Ron Weasley and the Deathly Hallows

I went to see the new Harry Potter film with my friends this weekend after 11pm, after cocktails. I hardly ever go to the cinema since it’s always way too expensive, but I’ve seen every Harry Potter film within opening week. It’s a tradition. My friends were tipsy and beautiful and they had sweets, too! We were ready to rock.

Of course we had to watch a ton of trailers first. I hate watching trailers. If the trailer is boring, then you just wasted five precious minutes watching a boring trailer, and if it’s good, then you just watched the funniest parts of the film, and so it’s ruined and not worth seeing.

Then the film started, woo!

My favourite character is still Ron Weasley.

Here are the reasons why I love Ron:

  • Rupert Grint is the best actor out of the main three characters.
  • He is really brave, and risks his life to save his friends all the time!
  • He’s never given tons of attention, seeing as he has a million siblings and his best friend is a superstar, but he doesn’t mind (all that much).
  • He’s more fun than Harry, and cooler, too. And has better hair.

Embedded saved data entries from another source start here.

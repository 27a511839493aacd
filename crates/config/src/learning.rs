//! Learner hyper-parameters

use serde::{Deserialize, Serialize};

/// Hyper-parameters shared by the learning strategies.
#[derive(Debug, Clone, PartialEq, Serialize, Deserialize)]
pub struct LearnerParams {
    /// Step size for the bandit's gradient update and Q-learning's alpha.
    #[serde(default = "default_learning_rate")]
    pub learning_rate: f64,

    /// Q-learning discount factor.
    #[serde(default = "default_gamma")]
    pub gamma: f64,

    /// Initial exploration rate.
    #[serde(default = "default_epsilon")]
    pub epsilon: f64,

    /// Multiplicative epsilon decay applied per finished episode.
    #[serde(default = "default_epsilon_decay")]
    pub epsilon_decay: f64,

    /// Exploration never decays below this.
    #[serde(default = "default_epsilon_floor")]
    pub epsilon_floor: f64,

    /// Value a Q-table entry starts at when first touched.
    #[serde(default)]
    pub initial_q: f64,
}

fn default_learning_rate() -> f64 {
    0.1
}

fn default_gamma() -> f64 {
    0.95
}

fn default_epsilon() -> f64 {
    0.2
}

fn default_epsilon_decay() -> f64 {
    0.995
}

fn default_epsilon_floor() -> f64 {
    0.05
}

impl Default for LearnerParams {
    fn default() -> Self {
        Self {
            learning_rate: default_learning_rate(),
            gamma: default_gamma(),
            epsilon: default_epsilon(),
            epsilon_decay: default_epsilon_decay(),
            epsilon_floor: default_epsilon_floor(),
            initial_q: 0.0,
        }
    }
}
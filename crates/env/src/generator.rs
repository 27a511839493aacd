//! Template utterance generator
//!
//! Static per-action lines standing in for the language-model generation
//! layer. The disclosure line carries the mandatory statement; the rest are
//! plain, compliant collector phrasing.

use async_trait::async_trait;

use collections_agent_config::DISCLOSURE_STATEMENT;
use collections_agent_core::{
    Action, DialogueContext, DialogueState, Result, UtteranceGenerator,
};

/// Fixed template lines per action.
pub struct TemplateUtteranceGenerator;

impl TemplateUtteranceGenerator {
    pub fn new() -> Self {
        Self
    }

    fn line(action: Action) -> String {
        match action {
            Action::Greet => {
                "Hello, good day. This is Morgan calling from Meridian Recovery Services."
                    .to_string()
            }
            Action::VerifyIdentity => {
                "Before we continue, could you confirm your identity with your date of birth?"
                    .to_string()
            }
            Action::GiveDisclosure => format!(
                "{DISCLOSURE_STATEMENT} I'm required to share that before we continue."
            ),
            Action::StateDebtDetails => {
                "Our records show an outstanding balance on your account that is past due."
                    .to_string()
            }
            Action::AskReasonForNonpayment => {
                "May I ask why you have fallen behind on this account?".to_string()
            }
            Action::OfferPaymentPlan => {
                "We can set up a monthly payment plan that spreads this out comfortably."
                    .to_string()
            }
            Action::OfferSettlement => {
                "We could settle the account today for a reduced amount.".to_string()
            }
            Action::OfferDeferral => {
                "We could postpone payments for thirty days while things stabilize.".to_string()
            }
            Action::RequestPaymentInFull => {
                "Would you be able to clear the full balance today?".to_string()
            }
            Action::HandleObjection => {
                "That's a fair point. Let me address that concern directly.".to_string()
            }
            Action::Empathize => {
                "I understand, that sounds difficult. We'll find something that works.".to_string()
            }
            Action::Clarify => "Let me make sure I have the details right.".to_string(),
            Action::CollectPaymentDetails => {
                "Great. I'll take your payment details to set this up now.".to_string()
            }
            Action::ConfirmAgreement => {
                "Just to confirm, we've agreed on the arrangement we discussed.".to_string()
            }
            Action::ScheduleCallback => {
                "I can call you back at a better time to finish this up.".to_string()
            }
            Action::TransferToHuman => {
                "Let me bring in my supervisor to assist you further.".to_string()
            }
            Action::EndCall => "Thank you for your time. Goodbye.".to_string(),
        }
    }
}

impl Default for TemplateUtteranceGenerator {
    fn default() -> Self {
        Self::new()
    }
}

#[async_trait]
impl UtteranceGenerator for TemplateUtteranceGenerator {
    async fn generate(
        &self,
        action: Action,
        _state: DialogueState,
        _context: &DialogueContext,
    ) -> Result<String> {
        Ok(Self::line(action))
    }
}
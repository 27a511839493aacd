//! Core dialogue contract and types for the collections agent
//!
//! This crate provides the foundational pieces shared by every other crate:
//! - The finite-state dialogue contract (states, legal actions, transitions)
//! - The dialogue context owned by a running episode
//! - Observation state and its clamped discretization key
//! - Trajectory, reward-breakdown, and terminal-reason types
//! - Personas and case facts
//! - Collaborator traits for the injected language layer
//! - Error types

pub mod case;
pub mod contract;
pub mod dialogue;
pub mod error;
pub mod observation;
pub mod persona;
pub mod trajectory;
pub mod traits;

pub use case::CaseFacts;
pub use contract::{slot_keys, AppliedTransition, DialogueContext, SlotValue};
pub use dialogue::{
    is_valid_transition, legal_actions, standard_next, Action, DialogueState, Signal, ALL_ACTIONS,
    ALL_SIGNALS, MAIN_FLOW, SPECIAL_STATES,
};
pub use error::{Error, Result};
pub use observation::{
    clamps, DaysPastDueBucket, DebtBucket, ObservationState, Sentiment, StateKey,
};
pub use persona::Persona;
pub use trajectory::{
    Outcome, RewardBreakdown, StepInfo, TerminalReason, Trajectory, Transition,
};
pub use traits::{CounterpartyReply, CounterpartySimulator, UtteranceGenerator};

I didn’t like the Deathly Hallows book. It was so boring! (I got way, way too drunk at a party after buying the last Harry Potter book, and when I got home I thought I was totally going to throw up. My parents were getting up early to go to France the next morning, so I didn’t want to wake them by puking. So I read the entire Deathly Hallows book that night, because I thought it would take my mind off the fact that the room was spinning wildly. It didn’t. That’s how boring it was! Or at least, the first half of the book for sure).

Considering the first half of The Deathly Hallows book involved Hermione, Harry and Ron wandering around the woods and bickering most of the time, the film was actually pretty good.It wasn’t as fun as previous films, but they gave it a good shot. My favourite part was when Harry, Ron, and Hermione sneak into the now very scary Ministry of Magic in order to steal a Horcrux necklace from Dolores Umbridge (evil and insane person, amazing style). Voldemort does not have good taste in jewelry.

There are tons of HOLY SHIT! moments in this film that literally make you jump in your seat. This is not a film for kids, but I’m sure tons of them will be taken by their unsuspecting parents to see it. I’m sure it’s not in the same league as Paranormal Activity, but I’d read the book, I knew about people being turned into snakes and who kills who, and I was still screaming tons.

My friends and I are hopefully doing a Potterthon soon. Every Harry Potter film so far, with the exception of Chamber of Secrets, because, let’s face it, that film was a total waste of time. My boyfriend said if we started watching at 10am, we wouldn’t be finished till 4am – what!